> _ASSIGNED TASK_:
Your reply should hold only the lines from the records below where "over" occurs.

> _INFORMATION_:
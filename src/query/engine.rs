//! The query engine: lookup, closure, intersection, ranking, formatting.

use std::fmt;

use ahash::AHashSet;
use serde::{Deserialize, Serialize};

use crate::graph::RelationGraph;
use crate::lexicon::Lexicon;
use crate::ngram::FrequencyStore;
use crate::query::ranking::{rank_by_total_count, select_top_k};
use crate::query::RelatedTermsQuery;

/// Answers related-term lookups over a relation graph, a lexicon, and a
/// frequency store.
///
/// All three stores are immutable snapshots injected at construction; the
/// engine never mutates them, so a shared engine is safe to query from
/// multiple threads. The query path is infallible: unknown words, empty word
/// lists, and degenerate year windows all degrade to empty results.
#[derive(Debug)]
pub struct QueryEngine {
    graph: RelationGraph,
    lexicon: Lexicon,
    frequency: FrequencyStore,
}

/// The ordered terms selected for a query.
#[derive(Debug, Clone, Default, PartialEq, Eq, Serialize, Deserialize)]
pub struct RelatedTermsResponse {
    terms: Vec<String>,
}

impl QueryEngine {
    /// Create an engine over immutable snapshots of the three stores.
    pub fn new(graph: RelationGraph, lexicon: Lexicon, frequency: FrequencyStore) -> Self {
        QueryEngine {
            graph,
            lexicon,
            frequency,
        }
    }

    /// Get the relation graph.
    pub fn graph(&self) -> &RelationGraph {
        &self.graph
    }

    /// Get the lexicon.
    pub fn lexicon(&self) -> &Lexicon {
        &self.lexicon
    }

    /// Get the frequency store.
    pub fn frequency(&self) -> &FrequencyStore {
        &self.frequency
    }

    /// Execute a related-terms query.
    ///
    /// Per query word: look up the synsets containing it, take the descendant
    /// closure of those nodes, and union the closure's synset contents. The
    /// result is the intersection of those per-word sets, lexicographically
    /// sorted when `k == 0` or frequency-ranked and cut to `k` entries when
    /// `k > 0`.
    pub fn execute(&self, query: &RelatedTermsQuery) -> RelatedTermsResponse {
        if query.words.is_empty() {
            return RelatedTermsResponse::default();
        }

        let mut word_sets = query.words.iter().map(|word| self.related_terms(word));
        // The iterator is non-empty here, so the first set always exists.
        let mut intersection = word_sets.next().unwrap_or_default();
        for set in word_sets {
            if intersection.is_empty() {
                break;
            }
            intersection.retain(|word| set.contains(word));
        }

        let terms = if query.k == 0 {
            let mut terms: Vec<String> = intersection.into_iter().collect();
            terms.sort_unstable();
            terms
        } else {
            let ranked = rank_by_total_count(
                intersection,
                &self.frequency,
                query.start_year,
                query.end_year,
            );
            select_top_k(&ranked, query.k)
        };
        RelatedTermsResponse { terms }
    }

    /// Execute a query and render the response in the bracketed text format.
    pub fn handle(&self, query: &RelatedTermsQuery) -> String {
        self.execute(query).to_string()
    }

    /// Return the full related-term set of a single word: the union of
    /// synset contents over the descendant closure of every node containing
    /// the word. Unknown words yield the empty set.
    pub fn related_terms(&self, word: &str) -> AHashSet<String> {
        match self.lexicon.nodes_containing(word) {
            Some(ids) => {
                let closure = self.graph.descendants_of_any(ids.iter().copied());
                self.lexicon.words_of_all(closure)
            }
            None => AHashSet::new(),
        }
    }

    /// Render the relative usage weight of each word over the window, one
    /// line per word: `word: {year=weight, ...}`. Words with no recorded data
    /// render an empty brace pair.
    pub fn usage_history(&self, words: &[String], start_year: i32, end_year: i32) -> String {
        let mut response = String::new();
        for word in words {
            let weights = self.frequency.weight_history(word, start_year, end_year);
            response.push_str(word);
            response.push_str(": {");
            let mut first = true;
            for (year, weight) in weights.iter() {
                if !first {
                    response.push_str(", ");
                }
                response.push_str(&format!("{year}={weight}"));
                first = false;
            }
            response.push_str("}\n");
        }
        response
    }
}

impl RelatedTermsResponse {
    /// The selected terms, in response order.
    pub fn terms(&self) -> &[String] {
        &self.terms
    }

    /// Whether the response holds no terms.
    pub fn is_empty(&self) -> bool {
        self.terms.is_empty()
    }

    /// Consume the response, yielding the ordered terms.
    pub fn into_terms(self) -> Vec<String> {
        self.terms
    }
}

impl fmt::Display for RelatedTermsResponse {
    fn fmt(&self, f: &mut fmt::Formatter<'_>) -> fmt::Result {
        write!(f, "[{}]", self.terms.join(", "))
    }
}
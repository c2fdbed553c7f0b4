//! Structured-output parsers for text generation.
//!
//! Language models wrap JSON in prose and code fences, so parsers first
//! locate the JSON candidate in the raw text and only then deserialize it.
//! A [`ParserSpec`] names a registered parser and optionally lists fields
//! the parsed object must contain.

use std::collections::HashMap;
use std::fmt;
use std::sync::{Arc, LazyLock};

use regex::Regex;
use serde::{Deserialize, Serialize};

/// Matches the body of the first fenced code block (with or without a language tag).
static FENCED_BLOCK: LazyLock<Regex> = LazyLock::new(|| {
    Regex::new(r"(?s)```[A-Za-z0-9_-]*[ \t]*\r?\n?(.*?)```").expect("fenced block regex is valid")
});

/// Names a registered parser, as carried in a text job's payload.
#[derive(Debug, Clone, PartialEq, Eq, Serialize, Deserialize)]
pub struct ParserSpec {
    pub name: String,
    /// Top-level keys the parsed object must contain.
    #[serde(default)]
    pub required_fields: Vec<String>,
}

impl ParserSpec {
    pub fn new(name: impl Into<String>) -> Self {
        Self {
            name: name.into(),
            required_fields: Vec::new(),
        }
    }

    pub fn with_required_fields<I, S>(mut self, fields: I) -> Self
    where
        I: IntoIterator<Item = S>,
        S: Into<String>,
    {
        self.required_fields = fields.into_iter().map(Into::into).collect();
        self
    }
}

#[derive(Debug, Clone, PartialEq, Eq, thiserror::Error)]
pub enum ParseError {
    #[error("No JSON found in generated text")]
    NoStructuredData,

    #[error("Invalid JSON: {0}")]
    InvalidJson(String),

    #[error("Expected a JSON object")]
    NotAnObject,

    #[error("Missing required fields: {}", .0.join(", "))]
    MissingFields(Vec<String>),

    #[error("Output rejected: {0}")]
    Rejected(String),

    #[error("Unknown parser '{0}'")]
    UnknownParser(String),
}

/// Turns raw generated text into structured data.
pub trait OutputParser: Send + Sync {
    fn parse(&self, raw: &str) -> Result<serde_json::Value, ParseError>;
}

/// Accepts the first JSON object or array found in the text.
pub struct JsonParser;

impl OutputParser for JsonParser {
    fn parse(&self, raw: &str) -> Result<serde_json::Value, ParseError> {
        let candidate = extract_json(raw).ok_or(ParseError::NoStructuredData)?;
        serde_json::from_str(candidate).map_err(|e| ParseError::InvalidJson(e.to_string()))
    }
}

/// Like [`JsonParser`] but the result must be an object.
pub struct JsonObjectParser;

impl OutputParser for JsonObjectParser {
    fn parse(&self, raw: &str) -> Result<serde_json::Value, ParseError> {
        let value = JsonParser.parse(raw)?;
        if value.is_object() {
            Ok(value)
        } else {
            Err(ParseError::NotAnObject)
        }
    }
}

/// Locate the first balanced JSON object or array in `raw`.
///
/// Prefers the contents of a fenced code block when one is present.
/// Brackets inside string literals are ignored.
pub fn extract_json(raw: &str) -> Option<&str> {
    let haystack = FENCED_BLOCK
        .captures(raw)
        .and_then(|c| c.get(1))
        .map(|m| m.as_str())
        .filter(|body| body.contains(['{', '[']))
        .unwrap_or(raw);

    let start = haystack.find(['{', '['])?;
    let mut depth = 0usize;
    let mut in_string = false;
    let mut escaped = false;

    for (offset, ch) in haystack[start..].char_indices() {
        if in_string {
            match ch {
                _ if escaped => escaped = false,
                '\\' => escaped = true,
                '"' => in_string = false,
                _ => {}
            }
            continue;
        }
        match ch {
            '"' => in_string = true,
            '{' | '[' => depth += 1,
            '}' | ']' => {
                depth -= 1;
                if depth == 0 {
                    return Some(&haystack[start..start + offset + ch.len_utf8()]);
                }
            }
            _ => {}
        }
    }
    None
}

/// A resolved parser plus the field requirements from its spec.
#[derive(Clone)]
pub struct BoundParser {
    name: String,
    parser: Arc<dyn OutputParser>,
    required_fields: Vec<String>,
}

impl BoundParser {
    pub fn name(&self) -> &str {
        &self.name
    }

    pub fn parse(&self, raw: &str) -> Result<serde_json::Value, ParseError> {
        let value = self.parser.parse(raw)?;
        if self.required_fields.is_empty() {
            return Ok(value);
        }
        let object = value.as_object().ok_or(ParseError::NotAnObject)?;
        let missing: Vec<String> = self
            .required_fields
            .iter()
            .filter(|f| !object.contains_key(f.as_str()))
            .cloned()
            .collect();
        if missing.is_empty() {
            Ok(value)
        } else {
            Err(ParseError::MissingFields(missing))
        }
    }
}

/// Named parsers available to text jobs.
#[derive(Clone)]
pub struct ParserRegistry {
    parsers: HashMap<String, Arc<dyn OutputParser>>,
}

impl ParserRegistry {
    /// An empty registry.
    pub fn new() -> Self {
        Self {
            parsers: HashMap::new(),
        }
    }

    /// A registry with `json` and `json_object` registered.
    pub fn with_builtins() -> Self {
        let mut registry = Self::new();
        registry.register("json", Arc::new(JsonParser));
        registry.register("json_object", Arc::new(JsonObjectParser));
        registry
    }

    /// Register (or replace) a parser under `name`.
    pub fn register(&mut self, name: impl Into<String>, parser: Arc<dyn OutputParser>) {
        self.parsers.insert(name.into(), parser);
    }

    pub fn resolve(&self, spec: &ParserSpec) -> Result<BoundParser, ParseError> {
        let parser = self
            .parsers
            .get(&spec.name)
            .cloned()
            .ok_or_else(|| ParseError::UnknownParser(spec.name.clone()))?;
        Ok(BoundParser {
            name: spec.name.clone(),
            parser,
            required_fields: spec.required_fields.clone(),
        })
    }
}

impl fmt::Debug for BoundParser {
    fn fmt(&self, f: &mut fmt::Formatter<'_>) -> fmt::Result {
        f.debug_struct("BoundParser")
            .field("name", &self.name)
            .field("required_fields", &self.required_fields)
            .finish_non_exhaustive()
    }
}

impl Default for ParserRegistry {
    fn default() -> Self {
        Self::with_builtins()
    }
}

#[cfg(test)]
mod tests {
    use super::*;
    use assert_matches::assert_matches;
    use serde_json::json;

    #[test]
    fn extracts_object_surrounded_by_prose() {
        let raw = r#"Sure! Here it is: {"name": "Goblin", "hp": 7} Hope that helps."#;
        assert_eq!(extract_json(raw), Some(r#"{"name": "Goblin", "hp": 7}"#));
    }

    #[test]
    fn prefers_fenced_block() {
        let raw = "Notes {not json}\n```json\n{\"a\": [1, 2]}\n```\n";
        assert_eq!(extract_json(raw), Some("{\"a\": [1, 2]}"));
    }

    #[test]
    fn ignores_brackets_inside_strings() {
        let raw = r#"{"text": "a } tricky { string", "n": 1} trailing"#;
        assert_eq!(
            extract_json(raw),
            Some(r#"{"text": "a } tricky { string", "n": 1}"#)
        );
    }

    #[test]
    fn unbalanced_input_yields_none() {
        assert_eq!(extract_json(r#"{"a": 1"#), None);
        assert_eq!(extract_json("no json here"), None);
    }

    #[test]
    fn json_object_parser_rejects_arrays() {
        assert_matches!(JsonObjectParser.parse("[1, 2]"), Err(ParseError::NotAnObject));
        assert_eq!(JsonParser.parse("[1, 2]").unwrap(), json!([1, 2]));
    }

    #[test]
    fn invalid_json_is_reported() {
        assert_matches!(
            JsonParser.parse("{'single': 'quotes'}"),
            Err(ParseError::InvalidJson(_))
        );
    }

    #[test]
    fn required_fields_are_enforced() {
        let registry = ParserRegistry::with_builtins();
        let bound = registry
            .resolve(&ParserSpec::new("json").with_required_fields(["name", "hp"]))
            .unwrap();

        assert_eq!(
            bound.parse(r#"{"name": "Orc", "hp": 15}"#).unwrap(),
            json!({"name": "Orc", "hp": 15})
        );
        assert_eq!(
            bound.parse(r#"{"name": "Orc"}"#),
            Err(ParseError::MissingFields(vec!["hp".to_string()]))
        );
    }

    #[test]
    fn unknown_parser_fails_resolution() {
        let registry = ParserRegistry::with_builtins();
        assert_matches!(
            registry.resolve(&ParserSpec::new("yaml")),
            Err(ParseError::UnknownParser(name)) if name == "yaml"
        );
    }

    #[test]
    fn bound_parser_debug_names_the_parser() {
        let registry = ParserRegistry::with_builtins();
        let bound = registry.resolve(&ParserSpec::new("json")).unwrap();
        let shown = format!("{bound:?}");
        assert!(shown.starts_with("BoundParser"));
        assert!(shown.contains("\"json\""));
    }

    #[test]
    fn custom_parsers_can_be_registered() {
        struct Upper;
        impl OutputParser for Upper {
            fn parse(&self, raw: &str) -> Result<serde_json::Value, ParseError> {
                Ok(json!(raw.to_uppercase()))
            }
        }

        let mut registry = ParserRegistry::new();
        registry.register("upper", Arc::new(Upper));
        let bound = registry.resolve(&ParserSpec::new("upper")).unwrap();
        assert_eq!(bound.parse("abc").unwrap(), json!("ABC"));
        assert_eq!(bound.name(), "upper");
    }
}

> _TASK OUTPUT_:
/// Answers related-term lookups over a relation graph, a lexicon, and a
    /// Create an engine over immutable snapshots of the three stores.
    /// synset contents over the descendant closure of every node containing
    /// Render the relative usage weight of each word over the window, one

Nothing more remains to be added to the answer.